◆ **PROBLEM DETAILS**
Please copy out the entries below exactly, beginning with the line that contains "fn source_kind(&self) -> &'static str;" and ending with the line that contains "it is missing", and include nothing outside that span.

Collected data

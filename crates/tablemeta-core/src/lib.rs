//! tablemeta-core - Core library for tablemeta
//!
//! Provides the metadata cache client, the build-on-miss builder, and the LookML
//! extractor that populates it.

pub mod cache;
pub mod config;
pub mod error;
pub mod extractors;
pub mod models;
pub mod parsers;

pub use cache::{MetadataBuilder, MetadataClient, MetadataExtractor};
pub use config::ProjectConfig;
pub use error::CoreError;
pub use extractors::{LookmlExtractor, LookmlMetadataBuilder};
pub use models::{ColumnMetadata, DatasetId, MetadataRecord, TableMetadata};
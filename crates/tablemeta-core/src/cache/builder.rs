//! Build-on-miss metadata builder
//!
//! Wraps a [`MetadataClient`] and an extractor. When the cache file is missing,
//! the builder extracts the record from the source system, lets the extractor
//! enhance it, writes it to the cache path and then reads it back through the
//! client.
//!
//! Flow:
//! 1. Client read (lock-free when already loaded)
//! 2. On `FileNotFound`: take the client lock, re-check the file
//! 3. Still absent: `extract` → `enhance` → write JSON
//! 4. Release the lock, read again through the client
//!
//! Separate processes racing on the same cache path are not coordinated; both may
//! extract and the last writer wins.

use crate::cache::client::{write_cache_file, MetadataClient};
use crate::error::Result;
use crate::models::{DatasetId, MetadataRecord};
use std::path::PathBuf;
use std::time::Instant;
use tracing::{debug, info};

/// Source-specific extraction step
///
/// `extract` must return a fully populated record, or a `FileNotFound` error when
/// its own input is missing. `enhance` post-processes the record before it is
/// written and does nothing by default.
pub trait MetadataExtractor: Send + Sync {
    /// Short name used in logs
    fn source_kind(&self) -> &'static str;

    fn extract(&self) -> Result<MetadataRecord>;

    fn enhance(&self, _metadata: &mut MetadataRecord) -> Result<()> {
        Ok(())
    }
}

/// Metadata client that builds its cache file on first miss
pub struct MetadataBuilder<E> {
    client: MetadataClient,
    extractor: E,
}

impl<E: MetadataExtractor> MetadataBuilder<E> {
    pub fn new(extractor: E, dataset: DatasetId, metadata_file: Option<PathBuf>) -> Self {
        Self::from_client(MetadataClient::new(dataset, metadata_file), extractor)
    }

    pub fn from_client(client: MetadataClient, extractor: E) -> Self {
        Self { client, extractor }
    }

    /// Return the record, building and writing the cache file if it is missing
    pub fn get_metadata(&self) -> Result<&MetadataRecord> {
        match self.client.get_metadata() {
            Err(e) if e.is_not_found() => {
                debug!(path = %self.client.metadata_path().display(), "Cache miss");
            }
            other => return other,
        }

        {
            let _guard = self.client.lock();

            // A concurrent caller may have written the file while we waited
            if self.client.cache_exists() {
                debug!(
                    path = %self.client.metadata_path().display(),
                    "Cache file appeared while waiting, skipping build"
                );
            } else {
                self.build_cache_file()?;
            }
        }

        self.client.get_metadata()
    }

    /// Extract, enhance and write. Caller holds the client lock.
    fn build_cache_file(&self) -> Result<()> {
        let start = Instant::now();
        let path = self.client.metadata_path();

        let mut record = self.extractor.extract()?;
        self.extractor.enhance(&mut record)?;
        write_cache_file(path, &record)?;

        info!(
            source = self.extractor.source_kind(),
            dataset = %self.client.dataset(),
            path = %path.display(),
            tables = record.len(),
            elapsed_ms = start.elapsed().as_millis() as u64,
            "Built metadata cache"
        );
        Ok(())
    }

    pub fn client(&self) -> &MetadataClient {
        &self.client
    }

    pub fn extractor(&self) -> &E {
        &self.extractor
    }
}
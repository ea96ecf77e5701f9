//! Project configuration for tablemeta
//!
//! Read from `tablemeta.toml` (or an explicit path). Every field is optional;
//! command-line values take precedence over the file.
//!
//! ```toml
//! project_id = "analytics-prod"
//! dataset_name = "sales"
//! lookml_file = "views/orders.view.lkml"
//! cache_dir = ".tablemeta"
//! extra_descriptions = "extra_descriptions.json"
//! ```

use crate::error::{CoreError, Result};
use crate::models::DatasetId;
use serde::{Deserialize, Serialize};
use std::path::{Path, PathBuf};
use tracing::debug;

/// Default config file name looked up in the working directory
pub const CONFIG_FILE_NAME: &str = "tablemeta.toml";

#[derive(Debug, Clone, Default, PartialEq, Eq, Serialize, Deserialize)]
#[serde(deny_unknown_fields)]
pub struct ProjectConfig {
    pub project_id: Option<String>,
    pub dataset_name: Option<String>,

    /// LookML source file
    pub lookml_file: Option<PathBuf>,

    /// Explicit cache file path, overrides `cache_dir`
    pub metadata_file: Option<PathBuf>,

    /// Directory holding `{project_id}__{dataset_name}.json`
    pub cache_dir: Option<PathBuf>,

    /// `{table: {column: text}}` JSON merged into built metadata
    pub extra_descriptions: Option<PathBuf>,
}

impl ProjectConfig {
    /// Load from `path`. A missing file yields the default config.
    pub fn load(path: &Path) -> Result<Self> {
        let content = match std::fs::read_to_string(path) {
            Ok(content) => content,
            Err(e) if e.kind() == std::io::ErrorKind::NotFound => {
                debug!(path = %path.display(), "Config file not found (optional)");
                return Ok(Self::default());
            }
            Err(e) => return Err(CoreError::from_read(path, e)),
        };

        toml::from_str(&content).map_err(|e| CoreError::InvalidConfig {
            path: path.to_path_buf(),
            message: e.to_string(),
        })
    }

    /// Load `tablemeta.toml` from `dir`
    pub fn load_from_dir(dir: &Path) -> Result<Self> {
        Self::load(&dir.join(CONFIG_FILE_NAME))
    }

    /// Overlay non-empty values from `other` onto `self`
    pub fn merge(mut self, other: ProjectConfig) -> Self {
        macro_rules! take {
            ($($field:ident),*) => {
                $(if other.$field.is_some() { self.$field = other.$field; })*
            };
        }
        take!(
            project_id,
            dataset_name,
            lookml_file,
            metadata_file,
            cache_dir,
            extra_descriptions
        );
        self
    }

    /// Dataset identity, if both parts are configured
    pub fn dataset(&self) -> Option<DatasetId> {
        match (&self.project_id, &self.dataset_name) {
            (Some(project), Some(dataset)) => Some(DatasetId::new(project, dataset)),
            _ => None,
        }
    }

    /// Cache file path for `dataset`: `metadata_file`, else `cache_dir/<default name>`,
    /// else `None` to let the client use its default
    pub fn metadata_file_for(&self, dataset: &DatasetId) -> Option<PathBuf> {
        self.metadata_file.clone().or_else(|| {
            self.cache_dir
                .as_ref()
                .map(|dir| dir.join(dataset.cache_file_name()))
        })
    }
}
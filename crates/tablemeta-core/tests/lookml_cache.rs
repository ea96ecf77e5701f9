//! End-to-end tests: LookML file → cache file → fresh client

use std::path::Path;

use tablemeta_core::{DatasetId, LookmlExtractor, MetadataClient};

const MODEL: &str = r#"
view: orders {
  sql_table_name: `proj.ds.orders` ;;
  label: "Orders"
  description: "One row per order"

  dimension: id {
    primary_key: yes
    type: number
    sql: ${TABLE}.id ;;
  }

  dimension: customer_id {
    type: number
    sql: ${TABLE}.customer_id ;;
  }

  measure: total {
    type: sum
    label: "Order Total"
    sql: ${TABLE}.total_amount ;;
  }
}

view: customers {
  dimension: email {
    primary_key: Yes
    description: "Login email"
  }
}
"#;

fn write_model(dir: &Path) -> std::path::PathBuf {
    let path = dir.join("model.lkml");
    std::fs::write(&path, MODEL).unwrap();
    path
}

#[test]
fn test_build_then_read_back_with_fresh_client() {
    let dir = tempfile::tempdir().unwrap();
    let lookml = write_model(dir.path());
    let cache = dir.path().join("cache").join("proj__ds.json");
    let dataset = DatasetId::new("proj", "ds");

    let builder = LookmlExtractor::new(&lookml).into_builder(dataset.clone(), Some(cache.clone()));
    let built = builder.get_metadata().unwrap().clone();

    assert_eq!(built.len(), 2);
    let orders = &built["orders"];
    assert_eq!(orders.source_label, "Orders");
    assert_eq!(orders.description, "One row per order");
    assert_eq!(orders.columns.len(), 3);
    assert!(!orders.columns["id"].is_nullable);
    assert_eq!(orders.columns["total_amount"].field_label, "Order Total");
    assert!(!built["customers"].columns["email"].is_nullable);

    let client = MetadataClient::new(dataset, Some(cache));
    assert_eq!(client.get_metadata().unwrap(), &built);
}

#[test]
fn test_existing_cache_wins_over_source() {
    let dir = tempfile::tempdir().unwrap();
    let cache = dir.path().join("proj__ds.json");
    std::fs::write(&cache, r#"{"prebuilt": {"columns": {}}}"#).unwrap();

    // Source file does not exist, but the cache does
    let builder = LookmlExtractor::new(dir.path().join("missing.lkml"))
        .into_builder(DatasetId::new("proj", "ds"), Some(cache));

    let record = builder.get_metadata().unwrap();
    assert_eq!(record.keys().collect::<Vec<_>>(), vec!["prebuilt"]);
}

#[test]
fn test_missing_source_and_cache_is_not_found() {
    let dir = tempfile::tempdir().unwrap();
    let cache = dir.path().join("proj__ds.json");

    let builder = LookmlExtractor::new(dir.path().join("missing.lkml"))
        .into_builder(DatasetId::new("proj", "ds"), Some(cache.clone()));

    let err = builder.get_metadata().unwrap_err();
    assert!(err.is_not_found());
    assert!(err.to_string().contains("missing.lkml"));
    assert!(!cache.exists());
}

#[test]
fn test_malformed_lookml_writes_no_cache() {
    let dir = tempfile::tempdir().unwrap();
    let lookml = dir.path().join("broken.lkml");
    std::fs::write(&lookml, "view: orders {\n  dimension: id {\n").unwrap();
    let cache = dir.path().join("proj__ds.json");

    let builder =
        LookmlExtractor::new(&lookml).into_builder(DatasetId::new("proj", "ds"), Some(cache.clone()));

    let err = builder.get_metadata().unwrap_err();
    assert!(!err.is_not_found());
    assert!(!cache.exists());
}

#[test]
fn test_extra_descriptions_written_to_cache() {
    let dir = tempfile::tempdir().unwrap();
    let lookml = write_model(dir.path());
    let overlay = dir.path().join("extra.json");
    std::fs::write(&overlay, r#"{"orders": {"customer_id": "FK to customers"}}"#).unwrap();
    let cache = dir.path().join("proj__ds.json");

    LookmlExtractor::new(&lookml)
        .with_extra_descriptions(&overlay)
        .into_builder(DatasetId::new("proj", "ds"), Some(cache.clone()))
        .get_metadata()
        .unwrap();

    let raw: serde_json::Value =
        serde_json::from_str(&std::fs::read_to_string(&cache).unwrap()).unwrap();
    assert_eq!(
        raw["orders"]["columns"]["customer_id"]["extra_description"],
        "FK to customers"
    );
    assert!(raw["orders"]["columns"]["id"].get("extra_description").is_none());
}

◆ **PROBLEM SOLUTION**
    fn source_kind(&self) -> &'static str;

    fn extract(&self) -> Result<MetadataRecord>;

    fn enhance(&self, _metadata: &mut MetadataRecord) -> Result<()> {
        Ok(())
    }
}

/// Metadata client that builds its cache file on first miss
pub struct MetadataBuilder<E> {
    client: MetadataClient,
    extractor: E,
}

impl<E: MetadataExtractor> MetadataBuilder<E> {
    pub fn new(extractor: E, dataset: DatasetId, metadata_file: Option<PathBuf>) -> Self {
        Self::from_client(MetadataClient::new(dataset, metadata_file), extractor)
    }

    pub fn from_client(client: MetadataClient, extractor: E) -> Self {
        Self { client, extractor }
    }

    /// Return the record, building and writing the cache file if it is missing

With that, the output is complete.